January performance update
Hi Friends, here with a performance update for January.
Prime: -0.35%
Select: -0.10%
SPY ETF: +2.27%
Bogleheads portfolio (80% VTI + 20% BND): +1.36%
It wasn’t a great month for value stocks, coming on the heels of a full-year 2023 where growth beat value by a substantial margin. That’s a pretty good description of the last decade or so, when growth consistently beat value, defying the observed “value premium” that is fairly robust in historical stock market returns data. I don’t expect the recent experience of growth beating value to persist forever, for sensible reasons (the question is for how long?) and I’m not alone.
To use one crude but common measure, value stocks tend to have low price-to-earnings (P/E) ratios while growth stocks tend to have high P/E ratios. There lots of other ratios, but they generically are trying to do the same thing: normalize a capitalized asset value by a proxy for the cash flows the asset throws off. No one would disagree that the value of an asset should be the risk-adjusted present value of its expected future cash flows. Assuming future cash flows are a function of current cash flows (e.g., earnings tomorrow = earnings today + growth in earnings between today and tomorrow), valuation ratios like P/E simply proxy for the reciprocal of expected returns. I say “proxy” because the the “E” is earnings, not cash flows, and is usually a measure of current earnings, not future, earnings; but these technicalities affect the measure for all companies, so when you look at the cross-section of P/E ratios you should get a ranking of companies that approximates an ordering of their expected returns, with a healthy dose of error.
A little more formally, say P = CF1/(1+r)^1 + CF2/(1+r)^2 + … CFN/(1+r)^n, where P = price today, CFi = cash flow for the ith year, r is the discount rate or the expected return on the stock, and n goes to infinity. In a simple model where r is assumed constant and cash flows grow at a constant rate, this all collapses to roughly P = CF0*(1+g)/(r - g). For a stock, dividends are the relevant measure of cash flows, and dividends equal earnings (E) - reinvested earnings, or earnings * (1 - IR) where IR is the investment rate. So the simple equation becomes P = E*(1+g)*(1-IR)/(r-g), and more complicated versions of it aren’t too different, at least not in ways that are important for this point. Factor out the E and divide both sides by it to get P/E = (1+g)(1-IR)/(r-g). That is, P/E is a function of growth, investment, and expected returns. All else equal (growth and investment), a relatively higher P/E (growth stocks) should be associated with a lower r in the cross-section of stocks, and a relatively lower P/E (value stocks) should be associated with a higher r in the cross-section of stocks, which is the historical empirical pattern — just not lately. That is a mechanical explanation, but a more intuitive one is something like the following: take the reciprocal of P/E (that is, E/P) and think about what it means for one company to have a higher E/P (value stocks) than others.

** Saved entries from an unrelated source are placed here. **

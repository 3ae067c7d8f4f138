//! Main MPC controller executable entry point.
//!
//! # Architecture
//!
//! The general execution methodology consists of:
//!
//!     - Initialise the session, logging and modules
//!     - Main loop:
//!         - Receive one telemetry message from the vehicle bridge
//!         - Prepare the path: frame transform, polynomial fit, tracking
//!           errors
//!         - MPC processing: one receding-horizon solve
//!         - Reply with the first actuation and the display trajectories
//!
//! On a failed solve the loop replies with the previous actuation (zero on
//! startup) rather than a fabricated value, and logs the failure. The solve
//! failure is never hidden inside a plausible-looking reply.

// ---------------------------------------------------------------------------
// USE MODULES FROM LIBRARY
// ---------------------------------------------------------------------------

use mpc_lib::{
    mpc::{InputData, MpcCtrl},
    path_prep,
    telem_server::{TelemServer, TelemServerError},
};

// ---------------------------------------------------------------------------
// IMPORTS
// ---------------------------------------------------------------------------

// External
use color_eyre::{eyre::WrapErr, Report};
use comms_if::{net::zmq, net::NetParams, telem::ActuationMsg};
use log::{debug, info, warn};

// Internal
use util::{
    logger::{logger_init, LevelFilter},
    module::State,
    session::Session,
};

// ---------------------------------------------------------------------------
// FUNCTIONS
// ---------------------------------------------------------------------------

/// Executable main function, entry point.
fn main() -> Result<(), Report> {
    // ---- EARLY INITIALISATION ----

    // Initialise session
    let session = Session::new("mpc_exec", "sessions").wrap_err("Failed to create the session")?;

    // Initialise logger
    logger_init(LevelFilter::Debug, &session).wrap_err("Failed to initialise logging")?;

    // Log information on this execution.
    info!("MPC Controller Executable\n");
    info!("Session directory: {:?}\n", session.session_root);

    // ---- LOAD PARAMETERS ----

    let net_params: NetParams =
        util::params::load("net.toml").wrap_err("Could not load net params")?;

    info!("Exec parameters loaded");

    // ---- INITIALISE MODULES ----

    let mut mpc_ctrl = MpcCtrl::default();
    mpc_ctrl
        .init("mpc.toml")
        .wrap_err("Failed to initialise MpcCtrl")?;

    info!(
        "MpcCtrl initialised: horizon {} steps at {} s",
        mpc_ctrl.params().n_steps,
        mpc_ctrl.params().dt_s
    );

    let ctx = zmq::Context::new();
    let telem_server =
        TelemServer::new(&ctx, &net_params).wrap_err("Failed to start the telemetry server")?;

    info!("Telemetry server listening on {}", net_params.telem_endpoint);

    // ---- MAIN LOOP ----

    // The fallback actuation held from the last successful solve
    let mut held = ActuationMsg::default();

    loop {
        // Get the next telemetry message. The REP socket must send exactly
        // one reply per received request, so parse failures still get a
        // (fallback) reply.
        let telem = match telem_server.recv() {
            Ok(Some(t)) => t,
            Ok(None) => continue,
            Err(e @ TelemServerError::ParseError(_)) | Err(e @ TelemServerError::NotUtf8) => {
                warn!("Rejected telemetry: {}", e);
                telem_server.send(&held)?;
                continue;
            }
            Err(e) => return Err(e).wrap_err("Telemetry receive failed"),
        };

        // Prepare the path and run the solve
        let reply = match path_prep::prepare(&telem) {
            Ok(prepared) => {
                let input = InputData {
                    state: prepared.state,
                    coeffs: prepared.coeffs.clone(),
                };

                match mpc_ctrl.proc(&input) {
                    Ok((output, report)) => {
                        debug!(
                            "solve ok: cost {:.4e}, {} iters, {:.1} ms, residual {:.2e}",
                            report.cost,
                            report.iterations,
                            report.solve_time_s * 1e3,
                            report.max_residual
                        );

                        ActuationMsg {
                            steering_angle: output.actuation.steer_norm,
                            throttle: output.actuation.throttle,
                            mpc_x: output.trajectory.x,
                            mpc_y: output.trajectory.y,
                            next_x: prepared.ref_x,
                            next_y: prepared.ref_y,
                        }
                    }
                    Err(e) => {
                        // Explicit failure: hold the previous command rather
                        // than fabricate a fresh one
                        warn!("Solve failed, holding previous actuation: {}", e);
                        held.clone()
                    }
                }
            }
            Err(e) => {
                warn!("Path preparation failed, holding previous actuation: {}", e);
                held.clone()
            }
        };

        telem_server.send(&reply)?;
        held = reply;
    }
}
//! # Network Module
//!
//! This module provides networking abstractions over ZMQ, the networking
//! library chosen for the software. The controller exposes a single REP
//! socket: the bridge sends one telemetry message per control cycle and waits
//! for the actuation reply.

// ------------------------------------------------------------------------------------------------
// IMPORTS
// ------------------------------------------------------------------------------------------------

use log::debug;
use serde::Deserialize;
use zmq::{Context, Socket, SocketType};

// Export zmq
pub use zmq;

// ------------------------------------------------------------------------------------------------
// MACROS
// ------------------------------------------------------------------------------------------------

macro_rules! set_sockopts {
    ($socket:expr, $(($opt:ident, $val:expr)),+) => {
        $(
            $socket.$opt($val)
                .map_err(|e| NetError::SocketOptionError(stringify!($opt).into(), e))?;
        )+
    };
}

// ------------------------------------------------------------------------------------------------
// DATA STRUCTURES
// ------------------------------------------------------------------------------------------------

/// Network parameters, loaded from `net.toml`.
#[derive(Debug, Clone, Deserialize)]
pub struct NetParams {
    /// Endpoint the telemetry server binds to, e.g. `tcp://*:4567`.
    pub telem_endpoint: String,
}

/// Options which can be set on a socket before binding or connecting.
///
/// The options correspond to those found in the
/// [`zmq_setsockopt`](http://api.zeromq.org/2-1:zmq-setsockopt) documentation.
pub struct SocketOptions {
    /// Indicates if the socket should bind itself to the endpoint. Servers
    /// should have this value set as `true`, clients should have it set as
    /// `false`.
    pub bind: bool,

    /// `ZMQ_LINGER`: Set linger period for socket shutdown
    pub linger: i32,

    /// `ZMQ_RCVTIMEO`: Maximum time before a recv operation returns with `EAGAIN`
    pub recv_timeout: i32,

    /// `ZMQ_SNDTIMEO`: Maximum time before a send operation returns with `EAGAIN`
    pub send_timeout: i32,
}

impl Default for SocketOptions {
    fn default() -> Self {
        Self {
            bind: false,
            linger: 1,
            recv_timeout: -1,
            send_timeout: -1,
        }
    }
}

// ------------------------------------------------------------------------------------------------
// ENUMERATIONS
// ------------------------------------------------------------------------------------------------

#[derive(thiserror::Error, Debug)]
pub enum NetError {
    #[error("Error creating the socket: {0}")]
    CreateSocketError(zmq::Error),

    #[error("Error setting socket option {0}: {1}")]
    SocketOptionError(String, zmq::Error),

    #[error("Could not bind the socket to {0}: {1}")]
    BindError(String, zmq::Error),

    #[error("Could not connect the socket to {0}: {1}")]
    ConnectError(String, zmq::Error),
}

// ------------------------------------------------------------------------------------------------
// PUBLIC FUNCTIONS
// ------------------------------------------------------------------------------------------------

/// Create a socket of the given type, apply the options, and bind or connect
/// it to the endpoint.
pub fn make_socket(
    ctx: &Context,
    socket_type: SocketType,
    options: SocketOptions,
    endpoint: &str,
) -> Result<Socket, NetError> {
    let socket = ctx
        .socket(socket_type)
        .map_err(NetError::CreateSocketError)?;

    set_sockopts!(
        socket,
        (set_linger, options.linger),
        (set_rcvtimeo, options.recv_timeout),
        (set_sndtimeo, options.send_timeout)
    );

    if options.bind {
        socket
            .bind(endpoint)
            .map_err(|e| NetError::BindError(endpoint.into(), e))?;
        debug!("{:?} socket bound to {}", socket_type, endpoint);
    } else {
        socket
            .connect(endpoint)
            .map_err(|e| NetError::ConnectError(endpoint.into(), e))?;
        debug!("{:?} socket connected to {}", socket_type, endpoint);
    }

    Ok(socket)
}
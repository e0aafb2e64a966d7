//! busproxy - call methods on D-Bus objects without generated bindings.
//!
//! A [`dbus::DbusProxy`] introspects a remote object once through the `gdbus`
//! tool and then exposes every method it declares as a callable operation.
//! Each call is a single `gdbus call` process whose standard output is
//! returned as the raw reply.
//!
//! # Quick Start
//!
//! ```rust,no_run
//! use busproxy::dbus::DbusProxy;
//!
//! # async fn example() -> Result<(), busproxy::dbus::DbusError> {
//! let login = DbusProxy::connect("org.freedesktop.login1", "/org/freedesktop/login1").await?;
//!
//! for method in login.methods().iter() {
//!     println!("{method}");
//! }
//!
//! let sessions = login.call("ListSessions", &[]).await?;
//! println!("{sessions}");
//! # Ok(())
//! # }
//! ```

/// Configuration schema definitions and loading.
pub mod config;

/// Core error types and result aliases.
pub mod core;

/// Introspecting D-Bus proxy over the `gdbus` tool.
pub mod dbus;

/// Command-line interface.
pub mod cli;

/// Tracing subscriber setup.
pub mod tracing_config;

/// Re-exported core types for convenience.
pub use self::core::{BusProxyError, Result};
use std::{collections::HashMap, sync::Arc};

use crate::config::Config;

use super::{
    CliError, Command,
    commands::{config, dbus},
    types::CommandMetadata,
};

/// Registry for CLI commands organized by category.
///
/// ```text
/// registry
/// ├── dbus
/// │   ├── call
/// │   └── methods
/// └── config
///     ├── schema
///     └── show
/// ```
pub struct CommandRegistry {
    /// Nested HashMap structure: category name -> (command name -> command implementation)
    categories: HashMap<String, HashMap<String, Box<dyn Command>>>,
    config: Arc<Config>,
}

impl CommandRegistry {
    /// Creates a new empty command registry.
    ///
    /// Commands must be added with `register_command` or `register_all_commands`.
    pub fn new(config: Arc<Config>) -> Self {
        Self {
            categories: HashMap::new(),
            config,
        }
    }

    /// Registers a command in the specified category.
    ///
    /// The command's metadata name is its key within the category; a command
    /// with the same name replaces the previous one.
    pub fn register_command(&mut self, category: &str, command: Box<dyn Command>) {
        self.categories
            .entry(category.to_string())
            .or_default()
            .insert(command.metadata().name, command);
    }

    /// Executes a command by category and name with the provided arguments.
    ///
    /// # Errors
    ///
    /// Returns `CliError::CommandNotFound` if the category or command doesn't
    /// exist, `CliError::InvalidArguments` if the argument count doesn't match
    /// the command's metadata. Other errors come from the command itself.
    pub async fn execute(
        &self,
        category: &str,
        command_name: &str,
        args: &[String],
    ) -> Result<String, CliError> {
        let found_command = self.find(category, command_name)?;

        Self::validate_args(&found_command.metadata(), args)?;

        found_command.execute(args).await
    }

    /// Looks up the metadata of a registered command.
    ///
    /// # Errors
    ///
    /// Returns `CliError::CommandNotFound` if the category or command doesn't exist.
    pub fn metadata(&self, category: &str, command_name: &str) -> Result<CommandMetadata, CliError> {
        Ok(self.find(category, command_name)?.metadata())
    }

    /// Lists all registered commands organized by category.
    ///
    /// Categories and commands are sorted alphabetically for consistent display.
    pub fn list_commands(&self) -> Vec<(String, Vec<String>)> {
        let mut categories: Vec<(String, Vec<String>)> = self
            .categories
            .iter()
            .map(|(category, commands)| {
                let mut command_list: Vec<String> = commands.keys().cloned().collect();
                command_list.sort();

                (category.clone(), command_list)
            })
            .collect();

        categories.sort();

        categories
    }

    /// Registers all available CLI commands in their respective categories.
    pub fn register_all_commands(&mut self) {
        dbus::register_commands(self, self.config.clone());
        config::register_commands(self, self.config.clone());
    }

    fn find(&self, category: &str, command_name: &str) -> Result<&dyn Command, CliError> {
        let found_category = self.categories.get(category).ok_or_else(|| {
            CliError::CommandNotFound(format!("Failed to find category '{category}'"))
        })?;

        let found_command = found_category.get(command_name).ok_or_else(|| {
            CliError::CommandNotFound(format!(
                "Failed to find command '{command_name}' in '{category}'"
            ))
        })?;

        Ok(found_command.as_ref())
    }

    fn validate_args(metadata: &CommandMetadata, args: &[String]) -> Result<(), CliError> {
        let required_count = metadata.args.iter().filter(|arg| arg.required).count();
        let total_count = metadata.args.len();
        let variadic = metadata.args.last().is_some_and(|arg| arg.variadic);

        if args.len() < required_count {
            return Err(CliError::InvalidArguments(format!(
                "Expected at least {} arguments, got {}",
                required_count,
                args.len(),
            )));
        }

        if !variadic && args.len() > total_count {
            return Err(CliError::InvalidArguments(format!(
                "Expected at most {} arguments, got {}",
                total_count,
                args.len(),
            )));
        }

        Ok(())
    }
}
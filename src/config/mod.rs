//! Configuration schema definitions and loading.
//!
//! Defines the configuration structure for busproxy: general settings such as
//! logging, and how the `gdbus` tool is invoked. All configurations are
//! serializable to/from TOML format.

mod gdbus;
mod general;
mod loading;
mod paths;

#[cfg(test)]
mod tests;

pub use gdbus::{BusType, GdbusConfig};
pub use general::{GeneralConfig, LogLevel};
pub use paths::ConfigPaths;

use schemars::JsonSchema;
use serde::{Deserialize, Serialize};

/// Main configuration structure for busproxy.
///
/// Represents the complete configuration schema that can be loaded
/// from TOML files. All fields have sensible defaults.
#[derive(Debug, Clone, Serialize, Deserialize, JsonSchema, Default, PartialEq)]
pub struct Config {
    /// General application settings.
    #[serde(default)]
    pub general: GeneralConfig,

    /// How the `gdbus` command-line tool is invoked.
    #[serde(default)]
    pub gdbus: GdbusConfig,
}
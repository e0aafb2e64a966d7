use std::{
    env, fs,
    io::{Error, ErrorKind},
    path::PathBuf,
};

/// Utility struct for managing configuration file paths
///
/// Provides methods to locate configuration directories and files following
/// the XDG Base Directory specification
pub struct ConfigPaths;

impl ConfigPaths {
    /// Returns the configuration directory path for the application
    ///
    /// Follows the XDG Base Directory specification:
    /// - First checks `XDG_CONFIG_HOME`
    /// - Falls back to `$HOME/.config`
    /// - Appends "busproxy" to the base config directory
    ///
    /// # Errors
    /// Returns an error if neither `XDG_CONFIG_HOME` nor `HOME` environment variables are set
    pub fn config_dir() -> Result<PathBuf, Error> {
        let config_home = env::var("XDG_CONFIG_HOME")
            .or_else(|_| env::var("HOME").map(|home| format!("{home}/.config")))
            .map_err(|_| {
                Error::new(
                    ErrorKind::NotFound,
                    "Neither XDG_CONFIG_HOME nor HOME environment variable found",
                )
            })?;

        Ok(PathBuf::from(config_home).join("busproxy"))
    }

    /// Returns the path to the main configuration file
    ///
    /// # Errors
    /// Returns an error if the configuration directory cannot be determined
    pub fn main_config() -> Result<PathBuf, Error> {
        Ok(Self::config_dir()?.join("config.toml"))
    }

    /// Get the application log directory
    ///
    /// Creates the directory if it doesn't exist.
    ///
    /// # Errors
    /// Returns error if HOME is not set or the directory cannot be created
    pub fn log_dir() -> Result<PathBuf, Error> {
        let home = env::var("HOME")
            .map_err(|_| Error::new(ErrorKind::NotFound, "HOME environment variable not found"))?;
        let log_dir = PathBuf::from(home).join(".busproxy").join("logs");

        if !log_dir.exists() {
            fs::create_dir_all(&log_dir)?;
        }

        Ok(log_dir)
    }
}
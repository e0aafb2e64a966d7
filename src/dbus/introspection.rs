use std::collections::HashSet;

use quick_xml::{
    Reader,
    events::{BytesStart, Event},
};

use super::DbusError;

/// Method names discovered on a remote object.
///
/// Keeps discovery order for listing while behaving as a set for membership:
/// a name declared several times is stored once.
#[derive(Debug, Clone, Default, PartialEq, Eq)]
pub struct MethodTable {
    ordered: Vec<String>,
    members: HashSet<String>,
}

impl MethodTable {
    /// Creates an empty table
    pub fn new() -> Self {
        Self::default()
    }

    /// Parses `gdbus introspect --xml` output and collects every declared method.
    ///
    /// The whole body must be a single well-formed XML document. Every
    /// `<method name="...">` element below the root is collected in document
    /// order, whatever its parent.
    ///
    /// # Errors
    /// Returns `DbusError::Parse` if `xml` is not well-formed, has no root
    /// element, or has content after the root element.
    pub fn from_introspection(xml: &str, object_path: &str) -> Result<Self, DbusError> {
        let names = scan_methods(xml).map_err(|details| DbusError::Parse {
            path: object_path.to_string(),
            details,
        })?;

        let mut table = Self::new();
        for name in names {
            table.insert(name);
        }
        Ok(table)
    }

    /// Adds `name`, returning `false` if it was already present
    pub fn insert(&mut self, name: impl Into<String>) -> bool {
        let name = name.into();
        if !self.members.insert(name.clone()) {
            return false;
        }
        self.ordered.push(name);
        true
    }

    /// Whether `name` was discovered
    pub fn contains(&self, name: &str) -> bool {
        self.members.contains(name)
    }

    /// Returns the stored name equal to `name`, if discovered
    pub fn get(&self, name: &str) -> Option<&str> {
        self.members.get(name).map(String::as_str)
    }

    /// Method names in discovery order
    pub fn names(&self) -> &[String] {
        &self.ordered
    }

    /// Iterates method names in discovery order
    pub fn iter(&self) -> impl Iterator<Item = &str> {
        self.ordered.iter().map(String::as_str)
    }

    /// Number of distinct methods
    pub fn len(&self) -> usize {
        self.ordered.len()
    }

    /// Whether no methods were discovered
    pub fn is_empty(&self) -> bool {
        self.ordered.is_empty()
    }
}

/// Walks the whole document, checking it is well-formed, and returns the
/// names of all `method` elements below the root.
fn scan_methods(xml: &str) -> Result<Vec<String>, String> {
    let mut reader = Reader::from_str(xml);
    let mut names = Vec::new();
    let mut depth = 0usize;
    let mut seen_root = false;

    loop {
        match reader.read_event().map_err(|e| e.to_string())? {
            Event::Start(element) => {
                open_element(&element, depth, &mut seen_root, &mut names)?;
                depth += 1;
            }
            Event::Empty(element) => {
                open_element(&element, depth, &mut seen_root, &mut names)?;
            }
            Event::End(_) => depth = depth.saturating_sub(1),
            Event::Text(text) if depth == 0 => {
                if !text.iter().all(u8::is_ascii_whitespace) {
                    return Err(outside_root(seen_root));
                }
            }
            Event::CData(_) if depth == 0 => return Err(outside_root(seen_root)),
            Event::Eof => {
                if depth > 0 {
                    return Err(format!("unexpected end of document, {depth} element(s) unclosed"));
                }
                if !seen_root {
                    return Err("no element found".to_string());
                }
                return Ok(names);
            }
            _ => {}
        }
    }
}

fn open_element(
    element: &BytesStart<'_>,
    depth: usize,
    seen_root: &mut bool,
    names: &mut Vec<String>,
) -> Result<(), String> {
    if depth == 0 {
        if *seen_root {
            return Err(outside_root(true));
        }
        *seen_root = true;
    }

    let mut name = None;
    for attribute in element.attributes() {
        let attribute = attribute.map_err(|e| e.to_string())?;
        if attribute.key.as_ref() == b"name" {
            let value = attribute.unescape_value().map_err(|e| e.to_string())?;
            name = Some(value.into_owned());
        }
    }

    let is_method = depth > 0 && element.name().as_ref() == b"method";
    if let Some(name) = name.filter(|_| is_method) {
        names.push(name);
    }

    Ok(())
}

fn outside_root(seen_root: bool) -> String {
    if seen_root {
        "junk after document element".to_string()
    } else {
        "content before document element".to_string()
    }
}
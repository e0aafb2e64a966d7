use std::io;

/// Errors produced while connecting to or calling a remote D-Bus object.
///
/// Transport failures are split into [`DbusError::Fatal`] (nothing ran) and
/// [`DbusError::ReturnCode`] (the tool ran and reported failure) so callers
/// can tell an unreachable bus from a refused call.
#[derive(thiserror::Error, Debug)]
pub enum DbusError {
    /// The external command could not be spawned at all
    #[error("D-Bus fatal error running '{program}': {source}")]
    Fatal {
        /// Program that failed to launch
        program: String,
        /// Underlying OS error
        #[source]
        source: io::Error,
    },

    /// The external command ran but exited unsuccessfully
    #[error("D-Bus command '{program}' failed with {}", describe_code(.code))]
    ReturnCode {
        /// Program that exited non-zero
        program: String,
        /// Exit code, `None` when the process was killed by a signal
        code: Option<i32>,
    },

    /// Introspection data could not be parsed
    #[error("Can't parse introspect data for {path}: {details}")]
    Parse {
        /// Object path that was introspected
        path: String,
        /// Parser error details
        details: String,
    },

    /// Method was not discovered during introspection
    #[error("Method '{method}' not found on {path}")]
    UnknownMethod {
        /// Requested method name
        method: String,
        /// Object path of the proxy
        path: String,
    },

    /// Bus name or object path is not valid D-Bus syntax
    #[error("Invalid D-Bus {kind} '{value}': {reason}")]
    InvalidAddress {
        /// Which part of the address was rejected ("bus name" or "object path")
        kind: &'static str,
        /// Rejected value
        value: String,
        /// Validation failure reason
        reason: String,
    },

    /// Call arguments could not be split into shell words
    #[error("Invalid arguments for {method}: {reason}")]
    InvalidArguments {
        /// Method the arguments were meant for
        method: String,
        /// Reason the arguments were rejected
        reason: String,
    },
}

fn describe_code(code: &Option<i32>) -> String {
    match code {
        Some(code) => format!("exit code {code}"),
        None => "termination by signal".to_string(),
    }
}
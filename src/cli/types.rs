use async_trait::async_trait;
use thiserror::Error;

use crate::dbus::DbusError;

/// Errors that can occur during CLI command execution.
#[derive(Error, Debug)]
pub enum CliError {
    /// A command or category was not found in the registry.
    #[error("Command not found: {0}")]
    CommandNotFound(String),

    /// Invalid arguments were provided to a command.
    ///
    /// Returned when argument validation fails, such as missing required
    /// arguments or too many arguments.
    #[error("Invalid arguments: {0}")]
    InvalidArguments(String),

    /// An error occurred in the configuration system.
    #[error("Configuration error: {0}")]
    ConfigError(String),

    /// The remote object could not be reached or refused the call.
    #[error(transparent)]
    Dbus(#[from] DbusError),
}

/// Type alias for command execution results.
///
/// Commands return their printable output on success.
pub type CommandResult = Result<String, CliError>;

/// Specification for a single command argument.
#[derive(Debug, Clone)]
pub struct CommandArg {
    /// The name of the argument (e.g., "bus", "path", "method").
    pub name: String,

    /// Human-readable description of what this argument does.
    pub description: String,

    /// Whether this argument is required for command execution.
    pub required: bool,

    /// Whether this argument absorbs every remaining value. Only valid last.
    pub variadic: bool,

    /// The expected type of this argument for help display.
    pub value_type: ArgType,
}

/// Type classification for command arguments.
#[derive(Debug, Clone, Copy, PartialEq, Eq)]
pub enum ArgType {
    /// A general string value.
    String,

    /// A D-Bus bus name such as `org.freedesktop.hostname1`.
    BusName,

    /// A D-Bus object path such as `/org/freedesktop/hostname1`.
    ObjectPath,

    /// A D-Bus method member name.
    Method,
}

/// Complete metadata for a CLI command.
///
/// Used for help generation, argument validation and command discovery.
#[derive(Debug, Clone)]
pub struct CommandMetadata {
    /// The command name (e.g., "call", "methods").
    pub name: String,

    /// Brief description of what this command does.
    pub description: String,

    /// Specification of all arguments this command accepts.
    pub args: Vec<CommandArg>,

    /// Example usage strings to show in help text.
    pub examples: Vec<String>,

    /// Category this command belongs to (e.g., "dbus", "config").
    pub category: String,
}

/// Trait defining the interface for all CLI commands.
///
/// Commands receive their dependencies through their constructors.
#[async_trait]
pub trait Command: Send + Sync {
    /// Executes the command with the provided arguments.
    ///
    /// The registry has already checked the argument count against
    /// [`Command::metadata`].
    ///
    /// # Errors
    ///
    /// Returns `CliError` for any execution failure.
    async fn execute(&self, args: &[String]) -> CommandResult;

    /// Returns the complete metadata for this command.
    fn metadata(&self) -> CommandMetadata;
}
//! busproxy - command-line front end for the D-Bus proxy.

use std::{env, error::Error, process};

use busproxy::{
    cli::{CliService, formatting::format_error},
    config::Config,
    tracing_config,
};
use tracing::debug;

#[tokio::main]
async fn main() -> Result<(), Box<dyn Error>> {
    let args: Vec<String> = env::args().collect();

    let config = Config::load()?;
    let log_guard = tracing_config::init(&config.general)?;
    debug!(?config, "Loaded configuration");

    let cli_service = CliService::new(config);

    let category = args.get(1).map(|s| s.as_str()).unwrap_or("help");
    if matches!(category, "help" | "--help" | "-h") {
        println!("{}", cli_service.help());
        return Ok(());
    }

    let command = args.get(2).map(|s| s.as_str()).unwrap_or("");
    let command_args = args.get(3..).unwrap_or(&[]);

    match cli_service
        .execute_command(category, command, command_args)
        .await
    {
        Ok(output) => {
            if !output.trim().is_empty() {
                println!("{output}");
            }
            Ok(())
        }
        Err(e) => {
            eprintln!("{}", format_error(&e.to_string()));
            drop(log_guard);
            process::exit(1);
        }
    }
}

All else equal, it means the market has bid down the price of that company, demanding higher returns (in expectation) to bear the risk of holding that stock, i.e., the stock price itself tells you something about the returns the market overall is demanding and therefore must expect to hold that stock, and you just need to normalize it appropriately to extract the signal the market is giving off about its returns expectations.
With all that in mind, the “growth premium” lately is sort of puzzling. But it makes a little more sense when you consider that, collectively, the stock of just six companies has a weight of almost 1/3 of the entire S&P 500. Those are Microsoft, Apple, Nvidia, Amazon, Meta, and Alphabet (Class A and Class C). Nvidia alone (~4% weight in the overall index) was up 25% in January and has been explosive over the last year. Together, the six companies contributed 1.68% to the index’s roughly 2% gain on the month (or roughly 3/4 of the SPY ETF’s return). The prospects of those companies may merit the returns they’ve experienced, but being so richly valued from a P/E standpoint and then subsequently experiencing relatively high returns, as we have seen over and over again with these companies in recent years, sort of implies their high returns of late aren’t manifesting for reasons that were obvious a priori. Otherwise, they probably would have had lower P/E ratios, say, a year ago, than they did. Rather, that fact pattern suggests to me that their prospects have continued to surprise to the upside. It’s worth asking if it is reasonable to expect not just good results to persist, but for results to continue to be better than everyone currently expects.